### Data excerpts
//! Single-order context table: a fixed array of overwrite-on-collision
//! slots, each holding raw byte counts and a lazily refreshed quantized
//! probability vector.
//!
//! Slot lifecycle: Empty -> Populated(hot) on first update, hot -> cold when
//! a refresh pass recomputes the probabilities, cold -> hot on the next count
//! update. A colliding context simply overwrites the slot.

use qz_core::constants::{ALPHABET, DECAY_MUL, DECAY_THRESHOLD, QPROB_SCALE, UNIFORM_QPROB};
use qz_core::hasher::FibonacciHasher;

struct Slot {
    /// Full 64-bit window key; verifies the slot belongs to the caller's
    /// context and not a colliding one.
    key: u64,
    occupied: bool,
    hot: bool,
    total: u32,
    counts: [u16; ALPHABET],
    /// Quantized probabilities, 1..=QPROB_SCALE. Flat at UNIFORM_QPROB until
    /// the first refresh, which reads as a uniform prior.
    qprobs: [u16; ALPHABET],
}

impl Slot {
    fn fresh(key: u64) -> Self {
        Self {
            key,
            occupied: true,
            hot: false,
            total: 0,
            counts: [0; ALPHABET],
            qprobs: [UNIFORM_QPROB; ALPHABET],
        }
    }

    fn bump(&mut self, symbol: u8) {
        self.counts[symbol as usize] += 1;
        self.total += 1;
        if self.total > DECAY_THRESHOLD {
            self.decay();
        }
    }

    /// Scale every count by ~phi^-1. Bounds the counters and lets the slot
    /// forget stale history while keeping relative frequencies.
    fn decay(&mut self) {
        let mut total = 0u32;
        for c in self.counts.iter_mut() {
            *c = ((*c as u32 * DECAY_MUL) >> 16) as u16;
            total += *c as u32;
        }
        self.total = total;
    }

    /// Laplace-smoothed quantization of counts into 1..=QPROB_SCALE. The
    /// half-count floor guarantees no symbol ever reaches probability zero.
    fn refresh(&mut self) {
        let den = 2 * (self.total as u64 + 1);
        for (q, &c) in self.qprobs.iter_mut().zip(self.counts.iter()) {
            let num = (2 * c as u64 + 1) * QPROB_SCALE as u64;
            let rounded = (num + den / 2) / den;
            *q = rounded.clamp(1, QPROB_SCALE as u64) as u16;
        }
    }
}

pub struct ContextTable {
    slots: Vec<Slot>,
    hot_indices: Vec<u32>,
}

impl ContextTable {
    pub fn new(table_size: usize) -> Self {
        let mut slots = Vec::with_capacity(table_size);
        for _ in 0..table_size {
            slots.push(Slot {
                key: 0,
                occupied: false,
                hot: false,
                total: 0,
                counts: [0; ALPHABET],
                qprobs: [UNIFORM_QPROB; ALPHABET],
            });
        }
        Self {
            slots,
            hot_indices: Vec::with_capacity(table_size / 8 + 1),
        }
    }

    /// O(1). Returns `None` for an empty slot or a key mismatch (collision):
    /// a foreign context's statistics are never served.
    pub fn lookup(&self, key: u64) -> Option<&[u16; ALPHABET]> {
        let idx = FibonacciHasher::slot(key, self.slots.len());
        let slot = &self.slots[idx];
        if slot.occupied && slot.key == key {
            Some(&slot.qprobs)
        } else {
            None
        }
    }

    /// Record one observed symbol. A colliding key overwrites the slot with
    /// a fresh entry before counting.
    pub fn update(&mut self, key: u64, symbol: u8) {
        let idx = FibonacciHasher::slot(key, self.slots.len());
        let slot = &mut self.slots[idx];
        if !slot.occupied || slot.key != key {
            // Keep the hot flag: the index may already sit in the refresh
            // queue, and re-pushing it would duplicate the entry.
            let was_hot = slot.hot;
            *slot = Slot::fresh(key);
            slot.hot = was_hot;
        }
        slot.bump(symbol);
        if !slot.hot {
            slot.hot = true;
            self.hot_indices.push(idx as u32);
        }
    }

    /// Recompute quantized probabilities for slots touched since the last
    /// refresh. Cost is bounded by the number of distinct contexts touched,
    /// not the table size.
    pub fn refresh(&mut self) {
        for &idx in &self.hot_indices {
            let slot = &mut self.slots[idx as usize];
            slot.refresh();
            slot.hot = false;
        }
        self.hot_indices.clear();
    }

    /// Number of slots awaiting a refresh.
    pub fn hot_count(&self) -> usize {
        self.hot_indices.len()
    }

    pub fn table_size(&self) -> usize {
        self.slots.len()
    }
}
use thiserror::Error;

#[derive(Error, Debug)]
pub enum QzError {
    #[error("Arena exhausted: requested {requested} bytes, {remaining} remaining")]
    ArenaExhausted { requested: usize, remaining: usize },
    #[error("Frame too large: {len} bytes exceeds limit {limit}")]
    FrameTooLarge { len: usize, limit: usize },
    #[error("Invalid configuration: {0}")]
    InvalidConfig(String),
    #[error("Bad magic bytes in compressed stream")]
    BadMagic,
    #[error("Unsupported stream version: {0}")]
    UnsupportedVersion(u16),
    #[error("Compressed stream truncated: {0}")]
    TruncatedStream(String),
    #[error("Length mismatch: header declares {expected} bytes, frames cover {got}")]
    LengthMismatch { expected: u64, got: u64 },
    #[error("Corrupt stream: {0}")]
    Corrupt(String),
    #[error(transparent)]
    Other(#[from] anyhow::Error),
}

pub type Result<T> = std::result::Result<T, QzError>;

### What is being asked
Could you return exactly the stretch of the data above that starts at the line with "reaches probability zero." and ends at the line with "since the last", both lines included?

### Result
    /// half-count floor guarantees no symbol ever reaches probability zero.
    fn refresh(&mut self) {
        let den = 2 * (self.total as u64 + 1);
        for (q, &c) in self.qprobs.iter_mut().zip(self.counts.iter()) {
            let num = (2 * c as u64 + 1) * QPROB_SCALE as u64;
            let rounded = (num + den / 2) / den;
            *q = rounded.clamp(1, QPROB_SCALE as u64) as u16;
        }
    }
}

pub struct ContextTable {
    slots: Vec<Slot>,
    hot_indices: Vec<u32>,
}

impl ContextTable {
    pub fn new(table_size: usize) -> Self {
        let mut slots = Vec::with_capacity(table_size);
        for _ in 0..table_size {
            slots.push(Slot {
                key: 0,
                occupied: false,
                hot: false,
                total: 0,
                counts: [0; ALPHABET],
                qprobs: [UNIFORM_QPROB; ALPHABET],
            });
        }
        Self {
            slots,
            hot_indices: Vec::with_capacity(table_size / 8 + 1),
        }
    }

    /// O(1). Returns `None` for an empty slot or a key mismatch (collision):
    /// a foreign context's statistics are never served.
    pub fn lookup(&self, key: u64) -> Option<&[u16; ALPHABET]> {
        let idx = FibonacciHasher::slot(key, self.slots.len());
        let slot = &self.slots[idx];
        if slot.occupied && slot.key == key {
            Some(&slot.qprobs)
        } else {
            None
        }
    }

    /// Record one observed symbol. A colliding key overwrites the slot with
    /// a fresh entry before counting.
    pub fn update(&mut self, key: u64, symbol: u8) {
        let idx = FibonacciHasher::slot(key, self.slots.len());
        let slot = &mut self.slots[idx];
        if !slot.occupied || slot.key != key {
            // Keep the hot flag: the index may already sit in the refresh
            // queue, and re-pushing it would duplicate the entry.
            let was_hot = slot.hot;
            *slot = Slot::fresh(key);
            slot.hot = was_hot;
        }
        slot.bump(symbol);
        if !slot.hot {
            slot.hot = true;
            self.hot_indices.push(idx as u32);
        }
    }

    /// Recompute quantized probabilities for slots touched since the last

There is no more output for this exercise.